I came across a great article on the Huffington Post this week and thought it would be great to share with current host families and families who may be considering bringing an exchange visitor into their home!
5 Lessons I Learned From Hosting An Exchange Student
Posted: 8/2/11 04:36 PM ET
Author: Homa Sabet Tavangar
We had been bracing ourselves for the last day of our exchange student “daughter” Lucie’s stay with us. Over the year the five members of our family had each developed inside jokes with her, had favorite things to do, from actually enjoying practicing piano with her, to predicting the outcome of each episode of Top Model, to watching for exotic birds out the window. We also had experienced a range of emotions together that only comes from living under the same roof as family.
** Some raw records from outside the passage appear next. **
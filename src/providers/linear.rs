use serde_json::{json, Value};

use super::{find_item, label_teardown, names, no_payload, str_field, title_only, webhook_teardown};
use crate::api::ProviderKind;
use crate::provisioning::{
    ArtifactKind, ArtifactSpec, CommitDefinition, MaintenanceDefinition, PipelineDefinition,
    ProviderDefinition, StepContext, StepDefinition, StepError, StepKind, TargetDiscovery,
};

const ACCESS_HINT: &str = "Bad access token or incorrect project full path.";

fn teams(value: &Value) -> &Value {
    value.pointer("/teams/nodes").unwrap_or(value)
}

fn team_id(ctx: &StepContext<'_>) -> Result<String, StepError> {
    let selection = ctx.selection()?;
    let checked = ctx.output(StepKind::CheckAccess)?;
    find_item(teams(checked), "name", selection)
        .and_then(|team| str_field(team, "/id"))
        .ok_or_else(|| StepError::missing_input(&format!("team `{selection}`")))
}

fn access(ctx: &StepContext<'_>) -> Result<Value, StepError> {
    Ok(json!({ "apiKey": ctx.credential("apiKey")? }))
}

fn label(ctx: &StepContext<'_>) -> Result<Value, StepError> {
    Ok(json!({ "apiKey": ctx.credential("apiKey")?, "teamId": team_id(ctx)? }))
}

fn webhook(ctx: &StepContext<'_>) -> Result<Value, StepError> {
    Ok(json!({
        "apiKey": ctx.credential("apiKey")?,
        "teamId": team_id(ctx)?,
        "webhookUrl": ctx.webhook_url,
    }))
}

fn create_issue(ctx: &StepContext<'_>) -> Result<Value, StepError> {
    Ok(json!({
        "issueTitle": ctx.test_issue_title,
        "apiKey": ctx.credential("apiKey")?,
        "teamId": team_id(ctx)?,
        "labelId": ctx.output_str(StepKind::CreateLabel, "/id")?,
    }))
}

fn delete_issue(ctx: &StepContext<'_>) -> Result<Value, StepError> {
    Ok(json!({
        "issueId": ctx.output_str(StepKind::CreateTestIssue, "/id")?,
        "issueTitle": ctx.test_issue_title,
        "apiKey": ctx.credential("apiKey")?,
    }))
}

fn rollback_label(ctx: &StepContext<'_>, id: &str) -> Value {
    ctx.with_credentials(json!({ "labelId": id }))
}

fn rollback_webhook(ctx: &StepContext<'_>, id: &str) -> Value {
    ctx.with_credentials(json!({ "webhookId": id }))
}

fn rollback_issue(ctx: &StepContext<'_>, id: &str) -> Value {
    ctx.with_credentials(json!({ "issueId": id, "issueTitle": ctx.test_issue_title }))
}

fn add_integration(ctx: &StepContext<'_>) -> Result<Value, StepError> {
    let checked = ctx.output(StepKind::CheckAccess)?;
    let team = find_item(teams(checked), "name", ctx.selection()?)
        .ok_or_else(|| StepError::missing_input("selected team"))?;
    let team_id = team_id(ctx)?;
    let project_url = match (str_field(checked, "/organization/urlKey"), str_field(team, "/key")) {
        (Some(org), Some(key)) => Some(format!("https://linear.app/{org}/team/{key}")),
        _ => None,
    };

    Ok(json!({
        "projectId": team_id,
        "teamId": team_id,
        "teamName": ctx.selection()?,
        "projectUrl": project_url,
        "apiKey": ctx.credential("apiKey")?,
        "fogbenderLabelId": ctx.output_str(StepKind::CreateLabel, "/id")?,
        "webhookId": ctx.output_str(StepKind::CreateWebhook, "/id")?,
    }))
}

fn issue_id(ctx: &StepContext<'_>) -> Result<Value, StepError> {
    Ok(json!({
        "issueId": ctx.output_str(StepKind::CreateTestIssue, "/id")?,
        "issueTitle": ctx.test_issue_title,
    }))
}

fn team_names(value: &Value) -> Vec<String> {
    names(teams(value), "name")
}

fn test_issue() -> ArtifactSpec {
    ArtifactSpec {
        kind: ArtifactKind::TestIssue,
        id_pointer: "/id",
        delete_operation: "delete-issue",
        delete_kind: StepKind::DeleteTestIssue,
        delete_payload: rollback_issue,
        released_by: Some(StepKind::DeleteTestIssue),
    }
}

pub fn definition() -> ProviderDefinition {
    let setup = PipelineDefinition::new(vec![
        StepDefinition::new(StepKind::CheckAccess, "check-access", access).hint(ACCESS_HINT),
        StepDefinition::new(StepKind::CreateLabel, "create-label", label).creates(ArtifactSpec {
            kind: ArtifactKind::Label,
            id_pointer: "/id",
            delete_operation: "delete-label",
            delete_kind: StepKind::DeleteLabel,
            delete_payload: rollback_label,
            released_by: None,
        }),
        StepDefinition::new(StepKind::CreateWebhook, "create-webhook", webhook).creates(ArtifactSpec {
            kind: ArtifactKind::Webhook,
            id_pointer: "/id",
            delete_operation: "delete-webhook",
            delete_kind: StepKind::DeleteWebhook,
            delete_payload: rollback_webhook,
            released_by: None,
        }),
        StepDefinition::new(StepKind::CreateTestIssue, "create-issue", create_issue).creates(test_issue()),
        StepDefinition::new(StepKind::DeleteTestIssue, "delete-issue", delete_issue),
        StepDefinition::new(StepKind::VerifyWebhook, "get-issue-by-name", title_only).verification(),
    ]);

    let test = PipelineDefinition::new(vec![
        StepDefinition::new(StepKind::CheckAccess, "check-access", no_payload).hint(ACCESS_HINT),
        StepDefinition::new(StepKind::CreateTestIssue, "create-issue", title_only).creates(test_issue()),
        StepDefinition::new(StepKind::DeleteTestIssue, "delete-issue", issue_id),
        StepDefinition::new(StepKind::VerifyWebhook, "get-issue-by-name", title_only).verification(),
    ]);

    ProviderDefinition {
        kind: ProviderKind::Linear,
        required_credentials: &["apiKey"],
        selection_label: Some("team"),
        targets: Some(TargetDiscovery {
            operation: "check-access",
            build: access,
            extract: team_names,
        }),
        setup,
        commit: CommitDefinition {
            operation: "add-integration",
            build: add_integration,
            duplicate_hint: "Duplicate integration: this team has already been added.",
        },
        maintenance: MaintenanceDefinition {
            test,
            update_operation: Some("update-api-key"),
            update_field: "apiKey",
            teardown: vec![webhook_teardown(), label_teardown("delete-label")],
        },
    }
}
Everyone pitched in to make our last hearty American breakfast together, and it was filled with surprises. Lucie and her parents had thoughtfully selected and packaged gifts for each of the five of us, and it turns out the rest of my family had each selected or made personal mementos for her, too. That sunny, late-June morning felt more like Christmas, but punctuated by heavy hearts and lots of tears. And that’s where the biggest surprise came. Saying good-bye brought out heartfelt emotions, where the closeness we had grown to feel for our new daughter and even our greater appreciation for the rest of the family felt so palpable. In the midst of our collective, emotional good-bye, I realized that our giving had given so much to us: the life-long bond of a new member of the family, and many lessons — or gifts — we’ll carry throughout our lives. Here are a few lessons I take from my year as a host mom:
It’s Never the Perfect Time — So Just Do It. When a friend called to tell us about the need for hosting a nice girl from abroad who could attend our local high school, the last thing I expected given my own busy professional schedule and full plate of activities for everyone in the family was to add another child (my kids were in 12th, 10th, and 2nd grades this past academic year). Yet somehow when my husband and I discussed it between ourselves and then with our children, we thought ‘why not’ — we have many gifts, let’s share some. As long as the student knew that we couldn’t entertain her like a tourist, and she attended our local public school, we thought we’d be ok. And we were!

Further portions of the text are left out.